* _Collected data_:
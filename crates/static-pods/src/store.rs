//! Atomic manifest file storage.
//!
//! Every write goes to a dot-prefixed temporary file in the target directory
//! and is then renamed over the target. The kubelet ignores dot-prefixed
//! files, and a rename within one directory is atomic, so a reader of the
//! target path sees either the previous content or the complete new content.

use crate::error::StaticPodError;
use std::io::ErrorKind;
use std::path::{Path, PathBuf};
use tokio::io::AsyncWriteExt;
use tracing::{debug, info, warn};

/// Prefix of the temporary file used while writing `<name>`
pub const TEMP_FILE_PREFIX: &str = ".tmp-";

/// Permissions for manifest files (the kubelet only needs to read them)
pub const MANIFEST_FILE_MODE: u32 = 0o644;

/// Result of removing a file
#[derive(Debug, Clone, Copy, PartialEq, Eq)]
pub enum RemoveOutcome {
    /// The file existed and was deleted
    Removed,
    /// The file did not exist
    NotPresent,
}

/// Result of promoting the standby manifest into the active directory
#[derive(Debug, Clone, Copy, PartialEq, Eq)]
pub enum PromoteOutcome {
    /// The active manifest was (re)written from standby
    Promoted,
    /// The active manifest already matched standby byte for byte
    AlreadyCurrent,
    /// There is no standby manifest yet; nothing was written
    StandbyMissing,
}

/// A fully written temporary file waiting to be renamed over its target.
///
/// Dropping a `StagedWrite` without committing leaves the target untouched;
/// the stale temporary is overwritten by the next write to the same target.
#[derive(Debug)]
#[must_use = "a staged write has no effect until it is committed"]
pub struct StagedWrite {
    temp_path: PathBuf,
    target_path: PathBuf,
}

impl StagedWrite {
    /// Path of the temporary file holding the new content
    pub fn temp_path(&self) -> &Path {
        &self.temp_path
    }

    /// Path the content will appear at once committed
    pub fn target_path(&self) -> &Path {
        &self.target_path
    }

    /// Atomically replace the target with the staged content
    pub async fn commit(self) -> Result<(), StaticPodError> {
        tokio::fs::rename(&self.temp_path, &self.target_path)
            .await
            .map_err(|e| StaticPodError::io(&self.target_path, e))?;
        debug!(path = %self.target_path.display(), "Committed file");
        Ok(())
    }
}

/// Reject anything that is not a single plain path component.
pub fn validate_file_name(name: &str) -> Result<(), StaticPodError> {
    let plain = !name.is_empty()
        && name != "."
        && name != ".."
        && !name.contains('/')
        && !name.contains('\\')
        && !name.contains('\0');
    if plain {
        Ok(())
    } else {
        Err(StaticPodError::InvalidFileName(name.to_string()))
    }
}

/// Write `contents` to a temporary file next to `dir/filename`, fsync it and
/// set `mode`, without touching the target.
pub async fn stage(
    dir: &Path,
    filename: &str,
    contents: &[u8],
    mode: u32,
) -> Result<StagedWrite, StaticPodError> {
    validate_file_name(filename)?;
    let temp_path = dir.join(format!("{TEMP_FILE_PREFIX}{filename}"));
    let target_path = dir.join(filename);

    let mut file = tokio::fs::OpenOptions::new()
        .write(true)
        .create(true)
        .truncate(true)
        .open(&temp_path)
        .await
        .map_err(|e| StaticPodError::io(&temp_path, e))?;
    file.write_all(contents)
        .await
        .map_err(|e| StaticPodError::io(&temp_path, e))?;
    file.sync_all()
        .await
        .map_err(|e| StaticPodError::io(&temp_path, e))?;
    drop(file);

    set_mode(&temp_path, mode).await?;

    Ok(StagedWrite {
        temp_path,
        target_path,
    })
}

#[cfg(unix)]
async fn set_mode(path: &Path, mode: u32) -> Result<(), StaticPodError> {
    use std::os::unix::fs::PermissionsExt;

    tokio::fs::set_permissions(path, std::fs::Permissions::from_mode(mode))
        .await
        .map_err(|e| StaticPodError::io(path, e))
}

#[cfg(not(unix))]
async fn set_mode(_path: &Path, _mode: u32) -> Result<(), StaticPodError> {
    Ok(())
}

/// Atomically write `dir/filename` with the given file mode.
pub async fn write_with_mode(
    dir: &Path,
    filename: &str,
    contents: &[u8],
    mode: u32,
) -> Result<(), StaticPodError> {
    stage(dir, filename, contents, mode).await?.commit().await
}

/// Atomically write the manifest `dir/filename`.
pub async fn write(dir: &Path, filename: &str, contents: &[u8]) -> Result<(), StaticPodError> {
    write_with_mode(dir, filename, contents, MANIFEST_FILE_MODE).await
}

/// Delete `dir/filename`. A file that is already gone is not an error.
pub async fn remove(dir: &Path, filename: &str) -> Result<RemoveOutcome, StaticPodError> {
    validate_file_name(filename)?;
    let path = dir.join(filename);
    match tokio::fs::remove_file(&path).await {
        Ok(()) => Ok(RemoveOutcome::Removed),
        Err(e) if e.kind() == ErrorKind::NotFound => Ok(RemoveOutcome::NotPresent),
        Err(e) => Err(StaticPodError::io(path, e)),
    }
}

/// Copy `standby_dir/filename` into `active_dir/filename` atomically.
///
/// A missing standby file is logged and skipped: there is nothing to install
/// yet, and a later pass will have one once a primary apiserver was seen.
pub async fn promote(
    standby_dir: &Path,
    active_dir: &Path,
    filename: &str,
) -> Result<PromoteOutcome, StaticPodError> {
    validate_file_name(filename)?;
    let standby_path = standby_dir.join(filename);
    let contents = match tokio::fs::read(&standby_path).await {
        Ok(contents) => contents,
        Err(e) if e.kind() == ErrorKind::NotFound => {
            warn!(path = %standby_path.display(), "No standby manifest to promote");
            return Ok(PromoteOutcome::StandbyMissing);
        }
        Err(e) => return Err(StaticPodError::io(standby_path, e)),
    };

    let active_path = active_dir.join(filename);
    match tokio::fs::read(&active_path).await {
        Ok(current) if current == contents => return Ok(PromoteOutcome::AlreadyCurrent),
        Ok(_) => {}
        Err(e) if e.kind() == ErrorKind::NotFound => {}
        Err(e) => return Err(StaticPodError::io(active_path, e)),
    }

    write(active_dir, filename, &contents).await?;
    info!(
        from = %standby_path.display(),
        to = %active_path.display(),
        "Promoted standby manifest"
    );
    Ok(PromoteOutcome::Promoted)
}

/// The active/standby manifest pair for one static pod
#[derive(Debug, Clone)]
pub struct ManifestStore {
    active_dir: PathBuf,
    standby_dir: PathBuf,
    filename: String,
}

impl ManifestStore {
    /// Create a store for `filename` in the given directories
    pub fn new(
        active_dir: impl Into<PathBuf>,
        standby_dir: impl Into<PathBuf>,
        filename: impl Into<String>,
    ) -> Self {
        Self {
            active_dir: active_dir.into(),
            standby_dir: standby_dir.into(),
            filename: filename.into(),
        }
    }

    /// Directory watched by the kubelet
    pub fn active_dir(&self) -> &Path {
        &self.active_dir
    }

    /// Directory holding the last known-good manifest
    pub fn standby_dir(&self) -> &Path {
        &self.standby_dir
    }

    /// Manifest file name, identical in both directories
    pub fn filename(&self) -> &str {
        &self.filename
    }

    /// Full path of the active manifest
    pub fn active_path(&self) -> PathBuf {
        self.active_dir.join(&self.filename)
    }

    /// Full path of the standby manifest
    pub fn standby_path(&self) -> PathBuf {
        self.standby_dir.join(&self.filename)
    }

    /// Atomically replace the standby manifest
    pub async fn write_standby(&self, contents: &[u8]) -> Result<(), StaticPodError> {
        write(&self.standby_dir, &self.filename, contents).await
    }

    /// Remove the active manifest so the kubelet stops the pod
    pub async fn remove_active(&self) -> Result<RemoveOutcome, StaticPodError> {
        remove(&self.active_dir, &self.filename).await
    }

    /// Install the standby manifest as the active one
    pub async fn promote_standby(&self) -> Result<PromoteOutcome, StaticPodError> {
        promote(&self.standby_dir, &self.active_dir, &self.filename).await
    }
}
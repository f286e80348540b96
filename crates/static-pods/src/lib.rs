//! Static Pod Manifests
//!
//! Storage for the kubelet static-pod manifests used to bootstrap a
//! self-hosted control plane:
//!
//! - [`store`]: atomic write, idempotent remove and standby-to-active
//!   promotion of manifest files.
//! - [`template`]: the temp-apiserver manifest template, embedded at build
//!   time and rendered around a captured pod spec.
//!
//! Two directories are involved. The *active* directory is watched by the
//! kubelet, so a file appearing there starts a pod and a file disappearing
//! stops it. The *standby* directory is not watched and holds the last
//! known-good manifest. The active copy is only ever produced by promoting
//! the standby copy byte for byte.

pub mod error;
pub mod store;
pub mod template;

pub use error::StaticPodError;
pub use store::{
    ManifestStore, PromoteOutcome, RemoveOutcome, StagedWrite, promote, remove, stage, write,
    write_with_mode,
};
pub use template::ManifestTemplate;
//! Reconciliation logic for the temporary apiserver.
//!
//! One pass takes a fresh pod snapshot, classifies it and applies the action
//! for that state:
//!
//! | State            | Action                                                   |
//! |------------------|----------------------------------------------------------|
//! | `BothRunning`    | remove the active manifest (the primary has taken over)  |
//! | `PrimaryRunning` | checkpoint the primary's spec into the standby manifest  |
//! | `NoneRunning`    | promote the standby manifest into the active directory   |
//!
//! Nothing is remembered between passes except the files on disk.

use crate::error::ControllerError;
use crate::sanitize::sanitize;
use crate::secrets::{SecretMaterializer, SecretSource};
use crate::state::{ControlPlaneState, StateClassifier};
use kubelet_client::PodSnapshot;
use static_pods::{ManifestStore, ManifestTemplate, PromoteOutcome, RemoveOutcome};
use std::sync::Arc;
use tracing::{debug, info};

/// Applies the state-dependent action for one pod snapshot.
pub struct Reconciler {
    classifier: StateClassifier,
    materializer: SecretMaterializer,
    secrets: Arc<dyn SecretSource>,
    template: ManifestTemplate,
    store: ManifestStore,
}

impl Reconciler {
    /// Creates a new reconciler instance.
    pub fn new(
        classifier: StateClassifier,
        materializer: SecretMaterializer,
        secrets: Arc<dyn SecretSource>,
        template: ManifestTemplate,
        store: ManifestStore,
    ) -> Self {
        Self {
            classifier,
            materializer,
            secrets,
            template,
            store,
        }
    }

    /// Manifest store the reconciler acts on
    #[cfg(test)]
    pub fn store(&self) -> &ManifestStore {
        &self.store
    }

    /// Classify `snapshot` and act on the result.
    pub async fn reconcile(
        &self,
        snapshot: &PodSnapshot,
    ) -> Result<ControlPlaneState, ControllerError> {
        let state = self.classifier.classify(snapshot);
        debug!(%state, pods = snapshot.len(), "Classified pod snapshot");

        match state {
            ControlPlaneState::BothRunning => self.retire_temp_apiserver().await?,
            ControlPlaneState::PrimaryRunning => self.checkpoint_primary(snapshot).await?,
            ControlPlaneState::NoneRunning => self.install_temp_apiserver().await?,
        }

        Ok(state)
    }

    async fn retire_temp_apiserver(&self) -> Result<(), ControllerError> {
        info!("Both temp and kube apiserver running, removing temp apiserver");
        let outcome = self
            .store
            .remove_active()
            .await
            .map_err(ControllerError::ActiveManifest)?;
        match outcome {
            RemoveOutcome::Removed => {
                info!(path = %self.store.active_path().display(), "Removed temp apiserver manifest");
            }
            RemoveOutcome::NotPresent => {
                debug!(path = %self.store.active_path().display(), "Temp apiserver manifest already absent");
            }
        }
        Ok(())
    }

    async fn checkpoint_primary(&self, snapshot: &PodSnapshot) -> Result<(), ControllerError> {
        info!("kube-apiserver found, creating temp apiserver manifest");
        let pod = self
            .classifier
            .find_primary(snapshot)
            .cloned()
            .ok_or(ControllerError::PrimaryNotFound)?;
        let pod_name = pod.metadata.name.clone().unwrap_or_default();

        let pod = sanitize(pod);
        let spec = pod
            .spec
            .ok_or_else(|| ControllerError::MissingPodSpec(pod_name.clone()))?;
        let spec = self
            .materializer
            .materialize(spec, self.secrets.as_ref())
            .await?;

        let manifest = self.template.render(spec).map_err(ControllerError::Render)?;
        self.store
            .write_standby(&manifest)
            .await
            .map_err(ControllerError::StandbyWrite)?;

        info!(
            source = %pod_name,
            path = %self.store.standby_path().display(),
            "Finished creating temp apiserver manifest"
        );
        Ok(())
    }

    async fn install_temp_apiserver(&self) -> Result<(), ControllerError> {
        info!("No apiserver running, installing temp apiserver static manifest");
        let outcome = self
            .store
            .promote_standby()
            .await
            .map_err(ControllerError::ActiveManifest)?;
        match outcome {
            PromoteOutcome::Promoted | PromoteOutcome::StandbyMissing => {}
            PromoteOutcome::AlreadyCurrent => {
                debug!(path = %self.store.active_path().display(), "Temp apiserver manifest already installed");
            }
        }
        Ok(())
    }
}
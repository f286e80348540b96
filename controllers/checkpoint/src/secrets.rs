//! Materialization of the apiserver's secret volume onto the host.
//!
//! The temporary apiserver has to start while no apiserver is reachable, so
//! it cannot mount a secret. Before checkpointing, the secret behind the
//! `secrets` volume is fetched once and cached under the secrets directory,
//! and the volume is rewritten into a host path pointing at that cache.

use crate::error::ControllerError;
use k8s_openapi::api::core::v1::{HostPathVolumeSource, PodSpec, Secret};
use kube::{Api, Client};
use static_pods::store::{TEMP_FILE_PREFIX, validate_file_name, write_with_mode};
use std::collections::BTreeMap;
use std::path::{Path, PathBuf};
use tracing::{debug, info};

/// Name of the volume carrying the apiserver's TLS material
pub const SECRETS_VOLUME_NAME: &str = "secrets";

const SECRET_FILE_MODE: u32 = 0o600;
const SECRETS_DIR_MODE: u32 = 0o700;

/// Secret data: key (used as file name) to raw bytes
pub type SecretMaterial = BTreeMap<String, Vec<u8>>;

/// Resolves a secret by name to its data
#[async_trait::async_trait]
pub trait SecretSource: Send + Sync {
    /// Fetch the data of secret `namespace/name`
    async fn get_secret_data(
        &self,
        namespace: &str,
        name: &str,
    ) -> Result<SecretMaterial, ControllerError>;
}

/// [`SecretSource`] backed by the Kubernetes API
#[derive(Clone)]
pub struct KubeSecretSource {
    client: Client,
}

impl KubeSecretSource {
    /// Create a source using a pre-configured Kubernetes client
    pub fn new(client: Client) -> Self {
        Self { client }
    }
}

#[async_trait::async_trait]
impl SecretSource for KubeSecretSource {
    async fn get_secret_data(
        &self,
        namespace: &str,
        name: &str,
    ) -> Result<SecretMaterial, ControllerError> {
        let secrets: Api<Secret> = Api::namespaced(self.client.clone(), namespace);
        match secrets.get(name).await {
            Ok(secret) => Ok(secret
                .data
                .unwrap_or_default()
                .into_iter()
                .map(|(key, value)| (key, value.0))
                .collect()),
            Err(kube::Error::Api(api_err)) if api_err.code == 404 => {
                Err(ControllerError::SecretNotFound {
                    namespace: namespace.to_string(),
                    name: name.to_string(),
                })
            }
            Err(e) => Err(ControllerError::Kube(e)),
        }
    }
}

/// Writes a pod's secret volume to disk and repoints the volume at it
#[derive(Debug, Clone)]
pub struct SecretMaterializer {
    secrets_dir: PathBuf,
    namespace: String,
}

impl SecretMaterializer {
    /// Create a materializer caching into `secrets_dir`, resolving secrets in `namespace`
    pub fn new(secrets_dir: impl Into<PathBuf>, namespace: impl Into<String>) -> Self {
        Self {
            secrets_dir: secrets_dir.into(),
            namespace: namespace.into(),
        }
    }

    /// Replace the first secret-backed `secrets` volume in `spec` with a host
    /// path holding the secret's data. Specs without such a volume are
    /// returned unchanged and nothing is fetched or written.
    pub async fn materialize(
        &self,
        mut spec: PodSpec,
        source: &dyn SecretSource,
    ) -> Result<PodSpec, ControllerError> {
        let Some(volume) = spec.volumes.as_mut().and_then(|volumes| {
            volumes
                .iter_mut()
                .find(|v| v.name == SECRETS_VOLUME_NAME && v.secret.is_some())
        }) else {
            debug!("No secret-backed {} volume to materialize", SECRETS_VOLUME_NAME);
            return Ok(spec);
        };

        let secret_name = volume
            .secret
            .as_ref()
            .and_then(|s| s.secret_name.clone())
            .ok_or_else(|| ControllerError::MissingSecretName(volume.name.clone()))?;

        let material = source.get_secret_data(&self.namespace, &secret_name).await?;
        self.persist(&material).await?;

        volume.secret = None;
        volume.host_path = Some(HostPathVolumeSource {
            path: self.secrets_dir.to_string_lossy().into_owned(),
            ..Default::default()
        });

        info!(
            secret = %format!("{}/{}", self.namespace, secret_name),
            dir = %self.secrets_dir.display(),
            keys = material.len(),
            "Materialized secret volume to host path"
        );
        Ok(spec)
    }

    async fn persist(&self, material: &SecretMaterial) -> Result<(), ControllerError> {
        // Validate every key before touching the disk. Keys carrying the
        // staging prefix would be clobbered by another key's staged write.
        if let Some(bad) = material
            .keys()
            .find(|key| validate_file_name(key).is_err() || key.starts_with(TEMP_FILE_PREFIX))
        {
            return Err(ControllerError::InvalidSecretKey(bad.clone()));
        }

        create_secrets_dir(&self.secrets_dir).await?;

        for (key, bytes) in material {
            write_with_mode(&self.secrets_dir, key, bytes, SECRET_FILE_MODE)
                .await
                .map_err(ControllerError::SecretWrite)?;
            debug!(file = %self.secrets_dir.join(key).display(), "Wrote secret file");
        }
        Ok(())
    }
}

async fn create_secrets_dir(path: &Path) -> Result<(), ControllerError> {
    let mut builder = tokio::fs::DirBuilder::new();
    builder.recursive(true);
    #[cfg(unix)]
    builder.mode(SECRETS_DIR_MODE);
    builder
        .create(path)
        .await
        .map_err(|source| ControllerError::SecretsDir {
            path: path.to_path_buf(),
            source,
        })
}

* _TASK BRIEF_: Using the records above, give the number of lines in which the word "PathBuf" occurs, and nothing else.

* _OUTPUT OF THE EXERCISE_: 12